**YOUR GOAL:** Print, from the listing below, the lines starting at the line containing "let captured = find_captures(board, position, player);" and ending at the line containing "elsewhere on the", exactly as they stand, and print nothing else.

**DATA SHOWN:**
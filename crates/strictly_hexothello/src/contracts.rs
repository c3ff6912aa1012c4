//! Contract-based move validation.
//!
//! A placement is legal when the cell is on the board and empty, it flanks at
//! least one opposing run, and the resulting piece counts leave all three
//! players on the board. Each rule is its own precondition; [`LegalMove`]
//! composes them in that order.

use crate::action::Move;
use crate::board::Board;
use crate::capture::find_captures;
use crate::error::{GameError, GameErrorKind, MoveRejection};
use crate::game::GameState;
use crate::invariants::{HexOthelloInvariants, InvariantSet};
use crate::scores::PieceCounts;
use crate::types::{Cell, CellState, Player};
use tracing::{instrument, warn};

// ─────────────────────────────────────────────────────────────
//  Contract Trait
// ─────────────────────────────────────────────────────────────

/// Preconditions and postconditions for a state transition.
pub trait Contract<S, A> {
    /// What the precondition established, handed on to the transition.
    type Evidence;

    /// Checks preconditions before applying the action.
    fn pre(state: &S, action: &A) -> Result<Self::Evidence, MoveRejection>;

    /// Checks postconditions after applying the action.
    fn post(before: &S, after: &S) -> Result<(), GameError>;
}

// ─────────────────────────────────────────────────────────────
//  Move Preconditions
// ─────────────────────────────────────────────────────────────

/// Precondition: the cell belongs to the board.
pub struct CellOnBoard;

impl CellOnBoard {
    /// Rejects cells outside the board domain.
    pub fn check(board: &Board, position: Cell) -> Result<(), MoveRejection> {
        if board.contains(position) {
            Ok(())
        } else {
            Err(MoveRejection::OffBoard(position))
        }
    }
}

/// Precondition: the cell is empty.
pub struct CellIsEmpty;

impl CellIsEmpty {
    /// Rejects cells that already hold a piece.
    pub fn check(board: &Board, position: Cell) -> Result<(), MoveRejection> {
        match board.get(position) {
            Some(CellState::Occupied(owner)) => Err(MoveRejection::Occupied {
                cell: position,
                owner,
            }),
            _ => Ok(()),
        }
    }
}

/// Precondition: the placement flanks at least one opposing run.
pub struct CapturesPieces;

impl CapturesPieces {
    /// Returns the cells the placement would flip.
    pub fn check(board: &Board, position: Cell, player: Player) -> Result<Vec<Cell>, MoveRejection> {
        let captured = find_captures(board, position, player);
        if captured.is_empty() {
            Err(MoveRejection::NoCaptures(position))
        } else {
            Ok(captured)
        }
    }
}

/// Precondition: nobody is left without pieces after the move.
///
/// Judged on the piece counts after the move, so pieces elsewhere on the
/// board keep a player alive even when this capture takes some of theirs.
pub struct NoPlayerEliminated;

impl NoPlayerEliminated {
    /// Rejects captures that would take a player's last piece.
    pub fn check(
        board: &Board,
        counts: &PieceCounts,
        position: Cell,
        player: Player,
        captured: &[Cell],
    ) -> Result<(), MoveRejection> {
        match counts.after_move(board, player, captured).missing_player() {
            Some(eliminated) => Err(MoveRejection::WouldEliminate {
                cell: position,
                player: eliminated,
            }),
            None => Ok(()),
        }
    }
}

/// Composite precondition: all placement rules, in order.
pub struct LegalMove;

impl LegalMove {
    /// Validates a placement and returns the cells it captures.
    #[instrument(level = "trace", skip(board, counts))]
    pub fn check(
        board: &Board,
        counts: &PieceCounts,
        position: Cell,
        player: Player,
    ) -> Result<Vec<Cell>, MoveRejection> {
        CellOnBoard::check(board, position)?;
        CellIsEmpty::check(board, position)?;
        let captured = CapturesPieces::check(board, position, player)?;
        NoPlayerEliminated::check(board, counts, position, player, &captured)?;
        Ok(captured)
    }
}

/// Validates a placement and returns the cells it captures.
pub fn check_move(
    board: &Board,
    counts: &PieceCounts,
    position: Cell,
    player: Player,
) -> Result<Vec<Cell>, MoveRejection> {
    LegalMove::check(board, counts, position, player)
}

/// Checks whether `player` may place at `position`.
pub fn is_legal(board: &Board, counts: &PieceCounts, position: Cell, player: Player) -> bool {
    check_move(board, counts, position, player).is_ok()
}

// ─────────────────────────────────────────────────────────────
//  Move Contract (Pre + Post)
// ─────────────────────────────────────────────────────────────

/// Contract for placements.
///
/// Preconditions:
/// - It is the mover's turn
/// - [`LegalMove`] holds
///
/// Postconditions:
/// - Exactly one piece was added to the board
/// - [`HexOthelloInvariants`] hold
pub struct MoveContract;

impl Contract<GameState, Move> for MoveContract {
    type Evidence = Vec<Cell>;

    fn pre(state: &GameState, action: &Move) -> Result<Vec<Cell>, MoveRejection> {
        if action.player != state.to_move() {
            return Err(MoveRejection::WrongPlayer(action.player));
        }
        LegalMove::check(state.board(), state.counts(), action.position, action.player)
    }

    fn post(before: &GameState, after: &GameState) -> Result<(), GameError> {
        let added = after.board().occupied_count() as isize - before.board().occupied_count() as isize;
        if added != 1 {
            warn!(added, "Placement did not add exactly one piece");
            return Err(GameError::new(GameErrorKind::InvariantViolation(format!(
                "expected exactly one new piece, found {added}"
            ))));
        }

        HexOthelloInvariants::check_all(after).map_err(|violations| {
            let descriptions = violations
                .iter()
                .map(|v| v.description.as_str())
                .collect::<Vec<_>>()
                .join("; ");
            warn!(%descriptions, "Postcondition failed");
            GameError::new(GameErrorKind::InvariantViolation(descriptions))
        })
    }
}

#[cfg(test)]
mod tests {
    use super::*;
    use crate::game::GameSetup;

    fn layout(pieces: &[((i32, i32), Player)]) -> (Board, PieceCounts) {
        let setup = pieces
            .iter()
            .try_fold(GameSetup::new(2), |setup, &(cell, player)| setup.place(cell.into(), player))
            .expect("layout fits");
        let board = setup.board().clone();
        let counts = PieceCounts::from_board(&board);
        (board, counts)
    }

    #[test]
    fn test_off_board_rejected() {
        let (board, counts) = layout(&[((0, 0), Player::Black)]);
        assert_eq!(
            check_move(&board, &counts, Cell::new(9, 9), Player::Black),
            Err(MoveRejection::OffBoard(Cell::new(9, 9)))
        );
    }

    #[test]
    fn test_occupied_rejected() {
        let (board, counts) = layout(&[((0, 0), Player::Red)]);
        assert_eq!(
            check_move(&board, &counts, Cell::new(0, 0), Player::Black),
            Err(MoveRejection::Occupied {
                cell: Cell::new(0, 0),
                owner: Player::Red
            })
        );
    }

    #[test]
    fn test_non_capturing_placement_rejected() {
        let (board, counts) = layout(&[((0, 0), Player::Black), ((1, 0), Player::White)]);
        assert_eq!(
            check_move(&board, &counts, Cell::new(-1, 1), Player::Black),
            Err(MoveRejection::NoCaptures(Cell::new(-1, 1)))
        );
    }

    #[test]
    fn test_elimination_guard_overrides_capture() {
        // White's only piece sits between Black's piece and the target.
        let (board, counts) = layout(&[
            ((0, 0), Player::Black),
            ((1, 0), Player::White),
            ((-2, 2), Player::Red),
        ]);
        let target = Cell::new(2, 0);

        assert_eq!(find_captures(&board, target, Player::Black), vec![Cell::new(1, 0)]);
        assert!(!is_legal(&board, &counts, target, Player::Black));
        assert_eq!(
            check_move(&board, &counts, target, Player::Black),
            Err(MoveRejection::WouldEliminate {
                cell: target,
                player: Player::White
            })
        );
    }

    #[test]
    fn test_guard_allows_capture_when_player_keeps_other_pieces() {
        let (board, counts) = layout(&[
            ((0, 0), Player::Black),
            ((1, 0), Player::White),
            ((0, -2), Player::White),
            ((-2, 2), Player::Red),
        ]);
        assert_eq!(
            check_move(&board, &counts, Cell::new(2, 0), Player::Black),
            Ok(vec![Cell::new(1, 0)])
        );
    }

    #[test]
    fn test_contract_rejects_out_of_turn_move() {
        let game = GameSetup::new(3)
            .standard_opening()
            .and_then(|setup| setup.start(Player::Black))
            .expect("standard game");
        let action = Move::new(Player::White, Cell::new(-1, -1));
        assert_eq!(
            MoveContract::pre(game.state(), &action),
            Err(MoveRejection::WrongPlayer(Player::White))
        );
    }

    #[test]
    fn test_postcondition_detects_missing_placement() {
        let game = GameSetup::new(3)
            .standard_opening()
            .and_then(|setup| setup.start(Player::Black))
            .expect("standard game");
        let unchanged = game.state().clone();
        assert!(MoveContract::post(game.state(), &unchanged).is_err());
    }
}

**OUTPUT FOR THIS TASK:**
        let captured = find_captures(board, position, player);
        if captured.is_empty() {
            Err(MoveRejection::NoCaptures(position))
        } else {
            Ok(captured)
        }
    }
}

/// Precondition: nobody is left without pieces after the move.
///
/// Judged on the piece counts after the move, so pieces elsewhere on the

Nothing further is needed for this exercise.